The limit of impact of cost to key-numbers is if you have an opportunity to
save money (however small the amount) by stripping the design down to 61
keys from 88 without it affecting sales, then of course you'll do it. But I
dont think thats the only driving force.
I think it is probably a balance of marketing (some people shy away from
bigger machines and thats a fact), cost and the trend. Lots of people
actually train on 61 note keyboards (go into any keyboard music school and
see for yourself) and so thats what they stick with.

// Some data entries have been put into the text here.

//! Label requests.
//!
//! A [`LabelRequest`] bundles everything needed to preview and print one
//! label. It is checked once at construction and immutable afterwards.

use crate::error::EtiquetaError;
use crate::symbology::Symbology;

/// One label to compose and print `copies` times.
#[derive(Debug, Clone, PartialEq, Eq)]
pub struct LabelRequest {
    code: String,
    format: Symbology,
    caption_primary: Option<String>,
    caption_secondary: Option<String>,
    copies: u32,
}

impl LabelRequest {
    /// Create a request for a single copy without captions.
    ///
    /// ## Errors
    ///
    /// [`EtiquetaError::InvalidRequest`] for an empty code.
    pub fn new(format: Symbology, code: impl Into<String>) -> Result<Self, EtiquetaError> {
        let code = code.into();
        if code.is_empty() {
            return Err(EtiquetaError::InvalidRequest("code must not be empty".into()));
        }
        Ok(Self {
            code,
            format,
            caption_primary: None,
            caption_secondary: None,
            copies: 1,
        })
    }

    /// Set the primary caption. An empty string clears it.
    pub fn with_caption_primary(mut self, caption: impl Into<String>) -> Self {
        self.caption_primary = Some(caption.into()).filter(|c| !c.is_empty());
        self
    }

    /// Set the secondary caption. An empty string clears it.
    pub fn with_caption_secondary(mut self, caption: impl Into<String>) -> Self {
        self.caption_secondary = Some(caption.into()).filter(|c| !c.is_empty());
        self
    }

    /// Set the number of copies.
    ///
    /// ## Errors
    ///
    /// [`EtiquetaError::InvalidRequest`] for zero copies.
    pub fn with_copies(mut self, copies: u32) -> Result<Self, EtiquetaError> {
        if copies == 0 {
            return Err(EtiquetaError::InvalidRequest(
                "copies must be at least 1".into(),
            ));
        }
        self.copies = copies;
        Ok(self)
    }

    pub fn code(&self) -> &str {
        &self.code
    }

    pub fn format(&self) -> Symbology {
        self.format
    }

    pub fn caption_primary(&self) -> Option<&str> {
        self.caption_primary.as_deref()
    }

    pub fn caption_secondary(&self) -> Option<&str> {
        self.caption_secondary.as_deref()
    }

    pub fn copies(&self) -> u32 {
        self.copies
    }
}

If lots of music schools buy 61 note keyboards (however innocent that
decision may be) and all of their students learn on them, then what the
hell? The manufactureres see the sales doing okay and stick with what
appears to be working.
It doesnt matter to some extent what the original motivation was; if it
sells, it sells.
If on the other hand you go into a proper music school and see everyone
training on pianos, theres a good chance that although most of those
individuals will have pianos / 88 key machines at home, a fair number will
also have the bog-standard 61 key keyboard.
[snip]
>
> Cost of parts, plain and simple. There are only a few OEM's of piano-keys
> (Fatar, Yamaha, etc.) and unless you buy in large bulk, you won't see the
> economies of scale required to turn a profit on the keyboard; the
> piano-keys part alone is a huge percentage of the total cost of the
> average synth.
>
[snip]
>
>
> Its a pure costs thing. Most synths that you can buy on the market today,
> still surviving the onslaught of software-synthesis and PC-based DSP, have
> extremely tight profit margins. The markup on your average synth is quite
> heavy as well; with something like 4 or 5 different tiers to pass through,
> synth production and price are managed with a very tight scale of economy.
>
> Organs, generally, have a much more targetted market willing to pay a
> higher cost for the item, which typically will be installed, rather
> prestige-like, and the 'idea of higher cost' for such an item is certainly
> more than for the consumerist-like approach in the synth market.
>
[snip]
>
> I'd personally like to see someone DIY a piano-keyboard with naught but a
> wireless-LAN connection, so I can use it to write software for the
> Nintendo DS, but hey .. ;)
>
Mine has a "streaming MIDI over Lan" aspect in the design, but its run from
the master cpu, not the keyboard itself. I dont think it would be too hard
to adapt this for your purposes since it would simply be a case of taking my
keyboard design + HID handler + MIDI handler and substitute the GBE module
and switch with a wireless card. Modularity...you gotta love it.